## EXTRACTED DATA:
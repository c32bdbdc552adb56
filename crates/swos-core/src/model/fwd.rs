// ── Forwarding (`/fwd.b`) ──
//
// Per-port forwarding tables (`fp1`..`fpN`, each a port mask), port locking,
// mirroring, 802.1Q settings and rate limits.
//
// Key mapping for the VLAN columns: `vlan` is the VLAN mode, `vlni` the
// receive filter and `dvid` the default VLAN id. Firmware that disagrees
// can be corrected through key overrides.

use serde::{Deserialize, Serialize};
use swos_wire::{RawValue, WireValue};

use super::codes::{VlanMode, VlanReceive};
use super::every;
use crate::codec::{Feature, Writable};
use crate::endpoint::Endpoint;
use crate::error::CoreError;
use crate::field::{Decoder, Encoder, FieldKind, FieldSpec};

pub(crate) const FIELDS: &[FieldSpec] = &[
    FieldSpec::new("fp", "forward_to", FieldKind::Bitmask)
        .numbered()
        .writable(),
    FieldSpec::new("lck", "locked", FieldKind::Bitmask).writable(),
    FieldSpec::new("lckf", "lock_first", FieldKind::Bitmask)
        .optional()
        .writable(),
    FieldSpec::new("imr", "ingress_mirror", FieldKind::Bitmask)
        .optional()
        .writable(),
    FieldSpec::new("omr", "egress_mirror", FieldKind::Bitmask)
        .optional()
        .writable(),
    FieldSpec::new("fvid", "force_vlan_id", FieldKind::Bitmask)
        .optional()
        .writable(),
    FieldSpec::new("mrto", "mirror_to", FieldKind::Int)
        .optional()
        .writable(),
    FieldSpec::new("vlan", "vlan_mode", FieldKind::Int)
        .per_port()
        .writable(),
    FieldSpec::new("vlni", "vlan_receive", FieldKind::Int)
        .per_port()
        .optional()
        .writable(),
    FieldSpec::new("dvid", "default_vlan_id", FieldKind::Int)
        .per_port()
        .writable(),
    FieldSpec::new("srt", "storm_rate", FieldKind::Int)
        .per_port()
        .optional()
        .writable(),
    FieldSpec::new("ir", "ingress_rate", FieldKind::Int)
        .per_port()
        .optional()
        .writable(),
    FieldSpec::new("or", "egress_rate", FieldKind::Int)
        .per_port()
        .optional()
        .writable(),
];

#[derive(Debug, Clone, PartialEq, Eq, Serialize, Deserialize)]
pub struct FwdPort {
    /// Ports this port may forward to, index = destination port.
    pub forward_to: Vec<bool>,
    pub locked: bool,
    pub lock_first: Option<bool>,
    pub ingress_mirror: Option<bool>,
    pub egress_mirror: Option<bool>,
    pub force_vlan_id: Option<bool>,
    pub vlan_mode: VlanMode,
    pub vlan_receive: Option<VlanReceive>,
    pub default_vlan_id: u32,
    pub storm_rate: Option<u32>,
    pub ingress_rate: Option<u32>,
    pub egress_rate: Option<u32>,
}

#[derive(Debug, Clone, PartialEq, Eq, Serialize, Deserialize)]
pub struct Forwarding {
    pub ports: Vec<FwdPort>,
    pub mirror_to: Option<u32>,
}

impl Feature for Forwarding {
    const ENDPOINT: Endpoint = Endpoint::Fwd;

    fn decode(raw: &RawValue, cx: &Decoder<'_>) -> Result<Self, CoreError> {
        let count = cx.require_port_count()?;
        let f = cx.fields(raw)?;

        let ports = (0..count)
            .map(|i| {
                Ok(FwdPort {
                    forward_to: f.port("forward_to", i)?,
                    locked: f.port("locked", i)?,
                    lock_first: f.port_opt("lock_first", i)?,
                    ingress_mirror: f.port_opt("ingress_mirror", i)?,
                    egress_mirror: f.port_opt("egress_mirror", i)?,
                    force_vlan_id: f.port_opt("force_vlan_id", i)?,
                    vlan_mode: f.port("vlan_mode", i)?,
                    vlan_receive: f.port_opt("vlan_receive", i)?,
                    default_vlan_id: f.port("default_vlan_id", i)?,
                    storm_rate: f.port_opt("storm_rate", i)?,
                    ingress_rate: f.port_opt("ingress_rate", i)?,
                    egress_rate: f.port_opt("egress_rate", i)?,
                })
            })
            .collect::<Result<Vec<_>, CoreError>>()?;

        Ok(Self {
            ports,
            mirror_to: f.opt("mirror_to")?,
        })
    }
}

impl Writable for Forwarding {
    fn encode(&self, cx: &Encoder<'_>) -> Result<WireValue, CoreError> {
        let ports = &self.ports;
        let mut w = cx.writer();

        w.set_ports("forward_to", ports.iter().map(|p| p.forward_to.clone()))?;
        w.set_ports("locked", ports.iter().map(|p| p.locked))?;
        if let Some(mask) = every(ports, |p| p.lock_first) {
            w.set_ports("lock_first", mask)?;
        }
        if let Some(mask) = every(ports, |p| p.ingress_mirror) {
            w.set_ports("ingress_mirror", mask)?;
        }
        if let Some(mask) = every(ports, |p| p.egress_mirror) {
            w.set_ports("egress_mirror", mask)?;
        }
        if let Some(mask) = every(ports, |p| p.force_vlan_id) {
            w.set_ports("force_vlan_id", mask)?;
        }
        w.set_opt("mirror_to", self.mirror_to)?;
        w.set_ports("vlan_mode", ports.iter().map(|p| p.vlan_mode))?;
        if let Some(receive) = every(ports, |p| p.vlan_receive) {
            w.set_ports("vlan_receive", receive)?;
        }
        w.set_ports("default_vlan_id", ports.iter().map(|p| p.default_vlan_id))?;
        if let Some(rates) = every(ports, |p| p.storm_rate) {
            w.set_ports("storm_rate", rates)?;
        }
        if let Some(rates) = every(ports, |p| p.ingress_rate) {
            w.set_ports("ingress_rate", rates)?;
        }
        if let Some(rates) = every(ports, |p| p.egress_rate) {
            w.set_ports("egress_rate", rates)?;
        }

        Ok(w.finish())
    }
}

## WHAT YOU SHOULD DO:
If a line of the records contains the word "RawValue", count it; give only the total.

## EXERCISE RESPONSE:
2